Consequently limited academic interpretation has been offered for this very elusive series, of which varieties of the silver specie are still being discovered, as evidenced by the 1.5-Reichstaler (Künker Auction 93, 23 June 2004, lot 4354). Since this time only one cleaned Thaler (Heritage, NY Signature Sale 6 January 2014, lot 23631 [XF-Details ~ Surface Hairlines] and another formerly in the Brand collection have surfaced (Künker Auction 127, 20 June 2007, lot 3629) and resurfaced at global public auction. With a corpus this millennium effectively standing at just three silver strikings and one gold, one would be hard pressed to deduce much at all. However the story of Georg Christian undoubtedly provides us with important context that is otherwise frustratingly absent from this otherwise handsome and enigmatic coinage.

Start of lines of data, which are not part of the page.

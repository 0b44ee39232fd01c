//! Ingest publisher: stamps, keys, serializes, and enqueues events.

use std::collections::BTreeMap;
use std::sync::Arc;

use anyhow::{Context, Result};
use chrono::SecondsFormat;

use crate::idempotency::derive_for_event;
use crate::models::IngestEvent;
use crate::queue::{
    MessageQueue, QueueMessage, ATTR_EVENT_TYPE, ATTR_IDEMPOTENCY_KEY, ATTR_RECEIVED_AT,
    ATTR_TENANT_ID,
};

/// Wraps a normalized event into a queue message and hands it to the
/// [`MessageQueue`] port.
///
/// Exactly one `send` per [`enqueue`](IngestPublisher::enqueue) call; retry
/// policy belongs to the transport, and its errors come back unchanged.
pub struct IngestPublisher {
    queue: Arc<dyn MessageQueue>,
}

impl IngestPublisher {
    pub fn new(queue: Arc<dyn MessageQueue>) -> Self {
        Self { queue }
    }

    /// Stamp `tenant_id`, derive the idempotency key, and enqueue.
    pub async fn enqueue(&self, event: IngestEvent, tenant_id: &str) -> Result<()> {
        let message = build_message(event, tenant_id)?;
        self.queue.send(message).await
    }
}

/// Build the queue message for an event without sending it.
///
/// The body is the full event (key included); the attributes duplicate the
/// routing-relevant fields.
pub fn build_message(mut event: IngestEvent, tenant_id: &str) -> Result<QueueMessage> {
    event.tenant_id = tenant_id.to_string();
    event.idempotency_key = derive_for_event(&event);

    let body = serde_json::to_string(&event).context("Failed to serialize ingest event")?;

    let mut attributes = BTreeMap::new();
    attributes.insert(ATTR_TENANT_ID.to_string(), event.tenant_id.clone());
    attributes.insert(
        ATTR_IDEMPOTENCY_KEY.to_string(),
        event.idempotency_key.clone(),
    );
    attributes.insert(ATTR_EVENT_TYPE.to_string(), event.event_type.clone());
    attributes.insert(
        ATTR_RECEIVED_AT.to_string(),
        event
            .received_at
            .to_rfc3339_opts(SecondsFormat::AutoSi, true),
    );

    Ok(QueueMessage { body, attributes })
}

His accession to the Principality on 4 April 1660 effectively secured the hereditary ambition of his elder brother and predecessor Enno-Louis, who had sought to establish himself as Reichsfürst with the help of an East Frisian scholar Hermann Conring and 15,000 guilders in 1654. However his death and Georg Christian's accession were hampered by protocol. It was not until 18 April 1662 that the Cirksena Dynasty received the appropriate elevation to Imperial Prince from the Holy Roman Emperor to allow him to marry Christine Charlotte, daughter of Duke Eberhard III of Württemberg. They had met whilst studying together at the University of Tübingen. Following this marriage 'to the right hand' at Stuttgart on 10 May, it has been presumed that this attractive series was struck. On the balance of probability the absence of the cognizances of Württemberg would suggest a commemorative striking in relation to the former, but perhaps in distribution thereafter.

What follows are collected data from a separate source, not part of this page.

//! Provider payload normalization.
//!
//! Maps a raw webhook body ([`WebhookPayload`]) into a canonical
//! [`IngestEvent`]. Validation rules run in order and the first failure wins:
//!
//! 1. The highlight id must be present and well-formed (numeric ids > 0,
//!    opaque ids non-blank).
//! 2. `eventType` must be non-blank after trimming.
//! 3. `text` must be non-blank after trimming.
//!
//! Everything else (note, URL, color, location, book id) is optional and
//! copied through. A missing tag list becomes an empty vec, never `None`.

use chrono::{DateTime, Utc};
use serde::Deserialize;

use crate::error::IngestError;
use crate::models::{Highlight, HighlightId, IngestEvent};

/// Raw highlight webhook body, using the provider's field names.
#[derive(Debug, Clone, Default, Deserialize)]
#[serde(rename_all = "camelCase")]
pub struct WebhookPayload {
    #[serde(default)]
    pub id: Option<HighlightId>,
    #[serde(default)]
    pub book_id: Option<i64>,
    #[serde(default)]
    pub text: String,
    #[serde(default)]
    pub note: Option<String>,
    #[serde(default)]
    pub url: Option<String>,
    #[serde(default)]
    pub tags: Option<Vec<String>>,
    #[serde(default)]
    pub highlighted_at: Option<DateTime<Utc>>,
    #[serde(default, alias = "updatedAt")]
    pub updated: Option<DateTime<Utc>>,
    #[serde(default)]
    pub location: i64,
    #[serde(default)]
    pub location_type: String,
    #[serde(default)]
    pub color: String,
    #[serde(default)]
    pub event_type: String,
    /// Shared secret some providers embed in the body instead of a header.
    #[serde(default)]
    pub secret: Option<String>,
}

/// Normalize a provider payload into an [`IngestEvent`].
///
/// The returned event has an empty `tenant_id` and `idempotency_key`; both
/// are stamped by the publisher.
///
/// A payload without an `updated` timestamp is pinned to the Unix epoch so
/// that redeliveries of the same webhook still derive the same key.
pub fn normalize(
    source: &str,
    payload: WebhookPayload,
    received_at: DateTime<Utc>,
) -> Result<IngestEvent, IngestError> {
    let id = match payload.id {
        Some(id) if id.is_well_formed() => id,
        _ => {
            return Err(IngestError::InvalidPayload(
                "missing/invalid highlight id".to_string(),
            ))
        }
    };
    if payload.event_type.trim().is_empty() {
        return Err(IngestError::InvalidPayload(
            "missing event type".to_string(),
        ));
    }
    if payload.text.trim().is_empty() {
        return Err(IngestError::InvalidPayload(format!(
            "empty highlight text (id={})",
            id
        )));
    }

    Ok(IngestEvent {
        idempotency_key: String::new(),
        tenant_id: String::new(),
        source: source.to_string(),
        event_type: payload.event_type,
        received_at,
        highlight: Highlight {
            id,
            book_id: payload.book_id,
            text: payload.text,
            note: payload.note,
            url: payload.url,
            tags: payload.tags.unwrap_or_default(),
            highlighted_at: payload.highlighted_at,
            updated_at: payload.updated.unwrap_or(DateTime::<Utc>::UNIX_EPOCH),
            location: payload.location,
            location_type: payload.location_type,
            color: payload.color,
        },
    })
}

However what is not in doubt is the impressive surge in collecting interest in ultra-rare large denomination German states gold presentations since this coin last appeared, as most notably testified by the Paramount sale in March 2021. Therein the lauded and equally unique Memmingen 10-Ducat of 1623 (lot 30259, MS62+) attained an impressive $384,000 (~ £280,000); the Hanau-Lichtenberg 10-Ducat of 1695, also the sole known specimen (lot 30245, AU58) fetched $322,000 (~ £270,000) and the Regensburg Medallis 6-Ducat of 1745-65 (lot 30266, MS62*) fetched $240,000 (~£175,000).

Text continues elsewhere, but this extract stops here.